▶ Saved entries:

==========

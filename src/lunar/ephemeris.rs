//! Truncated-series approximations of new-moon times and of the sun's
//! apparent ecliptic longitude.
//!
//! The series are the low-precision ones from Jean Meeus, *Astronomical
//! Algorithms* (the formulation popularized by Hồ Ngọc Đức's lunar calendar
//! programs). Accuracy is good to a few minutes for a few centuries around
//! J2000; results are commonly trusted for roughly 1800–2200.

use std::f64::consts::PI;

/// Mean length of a synodic month, in days.
pub const SYNODIC_MONTH: f64 = 29.530588853;

/// Julian day of the reference new moon (`k = 0`), January 1, 1900,
/// 13:52 UT.
pub const LUNATION_EPOCH: f64 = 2415021.076998695;

const DEG: f64 = PI / 180.0;

/// Computes the time of the `k`-th new moon after the reference new moon of
/// [`LUNATION_EPOCH`], as a fractional Julian day in universal time.
///
/// `k` may be negative for new moons before the reference lunation.
///
/// The mean time is corrected by a periodic series in the sun's mean
/// anomaly `m`, the moon's mean anomaly `mp` and the moon's argument of
/// latitude `f`, then by ΔT (dynamical minus universal time), which uses a
/// different polynomial for epochs more than 11 centuries before 1900.
pub fn new_moon(k: i32) -> f64 {
    let k = f64::from(k);
    // time in Julian centuries from the 1900 epoch
    let t = k / 1236.85;
    let t2 = t * t;
    let t3 = t2 * t;
    let mut jd = 2415020.75933 + 29.53058868 * k + 0.0001178 * t2 - 0.000000155 * t3;
    jd += 0.00033 * ((166.56 + 132.87 * t - 0.009173 * t2) * DEG).sin();
    let m = 359.2242 + 29.10535608 * k - 0.0000333 * t2 - 0.00000347 * t3;
    let mp = 306.0253 + 385.81691806 * k + 0.0107306 * t2 + 0.00001236 * t3;
    let f = 21.2964 + 390.67050646 * k - 0.0016528 * t2 - 0.00000239 * t3;
    let mut c = (0.1734 - 0.000393 * t) * (m * DEG).sin() + 0.0021 * (2.0 * m * DEG).sin();
    c += -0.4068 * (mp * DEG).sin() + 0.0161 * (2.0 * mp * DEG).sin();
    c -= 0.0004 * (3.0 * mp * DEG).sin();
    c += 0.0104 * (2.0 * f * DEG).sin() - 0.0051 * ((m + mp) * DEG).sin();
    c += -0.0004 * ((m - mp) * DEG).sin() + 0.0004 * ((2.0 * f + m) * DEG).sin();
    c -= 0.0004 * ((2.0 * f - m) * DEG).sin() + 0.0006 * ((2.0 * f + mp) * DEG).sin();
    c += 0.0010 * ((2.0 * f - mp) * DEG).sin() + 0.0005 * ((2.0 * mp + m) * DEG).sin();
    let delta_t = if t < -11.0 {
        0.001 + 0.000839 * t + 0.0002261 * t2 - 0.00000845 * t3 - 0.000000081 * t * t3
    } else {
        -0.000278 + 0.000265 * t + 0.000262 * t2
    };
    jd + c - delta_t
}

/// Returns the local calendar day (as a JDN) on which the `k`-th new moon
/// falls, in a timezone `time_zone` hours ahead of UTC.
pub fn new_moon_day(k: i32, time_zone: f64) -> i32 {
    (new_moon(k) + 0.5 + time_zone / 24.0).floor() as i32
}

/// Computes the sun's apparent ecliptic longitude at Julian day `jd`, in
/// radians normalized to `[0, 2π)`.
pub fn sun_longitude(jd: f64) -> f64 {
    // time in Julian centuries from J2000
    let t = (jd - 2451545.0) / 36525.0;
    let t2 = t * t;
    // mean anomaly and mean longitude, in degrees
    let m = 357.52910 + 35999.05030 * t - 0.0001559 * t2 - 0.00000048 * t * t2;
    let l0 = 280.46645 + 36000.76983 * t + 0.0003032 * t2;
    let mut dl = (1.914600 - 0.004817 * t - 0.000014 * t2) * (m * DEG).sin();
    dl += (0.019993 - 0.000101 * t) * (2.0 * m * DEG).sin() + 0.000290 * (3.0 * m * DEG).sin();
    ((l0 + dl) * DEG).rem_euclid(2.0 * PI)
}

/// Returns which of the twelve 30° ecliptic-longitude sectors the sun is in
/// at local midnight starting the day `jdn`, as an index in `0..=11`.
///
/// Sector 0 begins at the March equinox; sector 9 begins at the winter
/// (December) solstice.
pub fn sun_longitude_sector(jdn: i32, time_zone: f64) -> i32 {
    (sun_longitude(f64::from(jdn) - 0.5 - time_zone / 24.0) / (PI / 6.0)).floor() as i32
}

==========

▶ WHAT THE TASK ASKS:
Check the entries above line by line and return each one containing the word "centuries".

▶ SOLUTION TO THIS EXERCISE:
//! programs). Accuracy is good to a few minutes for a few centuries around
/// different polynomial for epochs more than 11 centuries before 1900.
    // time in Julian centuries from the 1900 epoch
    // time in Julian centuries from J2000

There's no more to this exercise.